◆ **Instructions for the task**: Report every line of the records below that contains the word "specific".

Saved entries

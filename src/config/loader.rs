//! Configuration Loader
//!
//! Environment-aware loading. Sources are merged in this order, later ones
//! winning: compiled defaults, `clusterup.yaml`, `clusterup.{environment}.yaml`,
//! then `CLUSTERUP_*` environment variables (`__` separates nested keys, so
//! `CLUSTERUP_POLLER__INTERVAL_MS=500` sets `poller.interval_ms`).

use super::error::ConfigResult;
use super::ConvergeConfig;
use crate::constants::env as env_keys;
use config::{Config, Environment, File, FileFormat};
use std::env;
use std::path::{Path, PathBuf};
use std::sync::Arc;
use tracing::debug;

const BASE_FILE_NAME: &str = "clusterup";

pub struct ConfigManager {
    config: ConvergeConfig,
    environment: String,
    config_directory: PathBuf,
}

impl ConfigManager {
    /// Load configuration with environment auto-detection
    pub fn load() -> ConfigResult<Arc<ConfigManager>> {
        Self::load_from_directory(None)
    }

    /// Load configuration from a specific directory
    pub fn load_from_directory(config_dir: Option<PathBuf>) -> ConfigResult<Arc<ConfigManager>> {
        let environment = Self::detect_environment();
        Self::load_from_directory_with_env(config_dir, &environment)
    }

    /// Load configuration from a specific directory with explicit environment
    /// This is useful for testing without modifying global environment variables
    pub fn load_from_directory_with_env(
        config_dir: Option<PathBuf>,
        environment: &str,
    ) -> ConfigResult<Arc<ConfigManager>> {
        let config_directory = config_dir.unwrap_or_else(Self::default_config_directory);

        debug!(
            environment = %environment,
            directory = %config_directory.display(),
            "Loading configuration"
        );

        let config = Self::load_and_merge_config(&config_directory, environment)?;
        config.validate()?;

        debug!(
            target_kind = %config.engine.target,
            dry_run = config.engine.dry_run,
            poll_interval_ms = config.poller.interval_ms,
            "Configuration loaded successfully"
        );

        Ok(Arc::new(ConfigManager {
            config,
            environment: environment.to_string(),
            config_directory,
        }))
    }

    /// Wrap an already-built configuration after validating it
    pub fn from_config(config: ConvergeConfig) -> ConfigResult<Arc<ConfigManager>> {
        config.validate()?;
        Ok(Arc::new(ConfigManager {
            config,
            environment: Self::detect_environment(),
            config_directory: Self::default_config_directory(),
        }))
    }

    pub fn config(&self) -> &ConvergeConfig {
        &self.config
    }

    pub fn environment(&self) -> &str {
        &self.environment
    }

    pub fn config_directory(&self) -> &Path {
        &self.config_directory
    }

    fn detect_environment() -> String {
        env::var(env_keys::ENVIRONMENT)
            .or_else(|_| env::var(env_keys::FALLBACK_ENVIRONMENT))
            .unwrap_or_else(|_| "development".to_string())
    }

    fn default_config_directory() -> PathBuf {
        env::current_dir()
            .map(|dir| dir.join("config"))
            .unwrap_or_else(|_| PathBuf::from("config"))
    }

    fn load_and_merge_config(
        config_directory: &Path,
        environment: &str,
    ) -> ConfigResult<ConvergeConfig> {
        let base_file = config_directory.join(format!("{BASE_FILE_NAME}.yaml"));
        let env_file = config_directory.join(format!("{BASE_FILE_NAME}.{environment}.yaml"));

        let merged = Config::builder()
            .add_source(Config::try_from(&ConvergeConfig::default())?)
            .add_source(
                File::from(base_file)
                    .format(FileFormat::Yaml)
                    .required(false),
            )
            .add_source(
                File::from(env_file)
                    .format(FileFormat::Yaml)
                    .required(false),
            )
            .add_source(
                Environment::with_prefix(env_keys::CONFIG_PREFIX)
                    .prefix_separator("_")
                    .separator("__")
                    .try_parsing(true),
            )
            .build()?;

        Ok(merged.try_deserialize()?)
    }
}
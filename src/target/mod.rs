//! # Render Targets
//!
//! Where converged changes go. The target is chosen once per run:
//!
//! - [`ApiTarget`] applies changes immediately through provider calls and
//!   waits on the resulting operations.
//! - [`ConfigTarget`] writes a declarative description of the model that an
//!   external tool applies later.

pub mod api;
pub mod config;

pub use api::ApiTarget;
pub use config::ConfigTarget;

use crate::error::ConvergeResult;
use crate::task::{TaskId, TaskOutputs};
use serde::{Deserialize, Serialize};
use std::fmt;
use std::path::PathBuf;
use std::str::FromStr;

#[derive(Debug, Clone, Copy, PartialEq, Eq, Hash, Default, Serialize, Deserialize)]
#[serde(rename_all = "lowercase")]
pub enum TargetKind {
    #[default]
    Api,
    Config,
}

impl fmt::Display for TargetKind {
    fn fmt(&self, f: &mut fmt::Formatter<'_>) -> fmt::Result {
        match self {
            Self::Api => write!(f, "api"),
            Self::Config => write!(f, "config"),
        }
    }
}

impl FromStr for TargetKind {
    type Err = String;

    fn from_str(s: &str) -> Result<Self, Self::Err> {
        match s {
            "api" => Ok(Self::Api),
            "config" => Ok(Self::Config),
            _ => Err(format!("Unknown target: {s}")),
        }
    }
}

#[derive(Debug)]
pub enum Target {
    Api(ApiTarget),
    Config(ConfigTarget),
}

impl Target {
    pub fn kind(&self) -> TargetKind {
        match self {
            Self::Api(_) => TargetKind::Api,
            Self::Config(_) => TargetKind::Config,
        }
    }

    /// Record the observed attributes of a resource that is not rendered.
    pub fn bind(&self, task: &TaskId, outputs: &TaskOutputs) {
        if let Self::Config(config) = self {
            config.bind(task, outputs);
        }
    }

    /// Flush anything the target buffered. Returns the artifact written, if any.
    pub async fn finish(&self) -> ConvergeResult<Option<PathBuf>> {
        match self {
            Self::Api(_) => Ok(None),
            Self::Config(config) => config.finish().await.map(Some),
        }
    }
}

#[cfg(test)]
mod tests {
    use super::*;

    #[test]
    fn test_target_kind_strings() {
        assert_eq!("config".parse::<TargetKind>().unwrap(), TargetKind::Config);
        assert_eq!(TargetKind::Api.to_string(), "api");
        assert!("terraform".parse::<TargetKind>().is_err());
    }
}
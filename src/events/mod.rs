//! # Run Events
//!
//! Per-task progress published while a run executes. The engine never waits
//! for subscribers, and publishing with nobody listening is not an error.

pub mod publisher;

pub use publisher::{EventPublisher, PublishedEvent};
//! Imperative rendering through provider calls.

use crate::cloud::{CloudClients, Operation, OperationPoller};
use crate::error::ConvergeResult;
use tracing::debug;

/// Renders changes directly through provider APIs.
#[derive(Clone)]
pub struct ApiTarget {
    cloud: CloudClients,
    poller: OperationPoller,
}

impl ApiTarget {
    pub fn new(cloud: CloudClients, poller: OperationPoller) -> Self {
        Self { cloud, poller }
    }

    pub fn cloud(&self) -> &CloudClients {
        &self.cloud
    }

    /// Wait for a mutation to finish; a failed operation is an error.
    pub async fn wait_for(&self, operation: Operation) -> ConvergeResult<Operation> {
        debug!(operation = %operation.name, status = %operation.status, "Waiting for operation");
        self.poller.wait(&operation).await
    }
}

impl std::fmt::Debug for ApiTarget {
    fn fmt(&self, f: &mut std::fmt::Formatter<'_>) -> std::fmt::Result {
        f.debug_struct("ApiTarget")
            .field("cloud", &self.cloud)
            .field("poll_interval", &self.poller.interval())
            .field("poll_timeout", &self.poller.timeout())
            .finish()
    }
}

◆ **Answer to this problem**:
    /// Load configuration from a specific directory
    /// Load configuration from a specific directory with explicit environment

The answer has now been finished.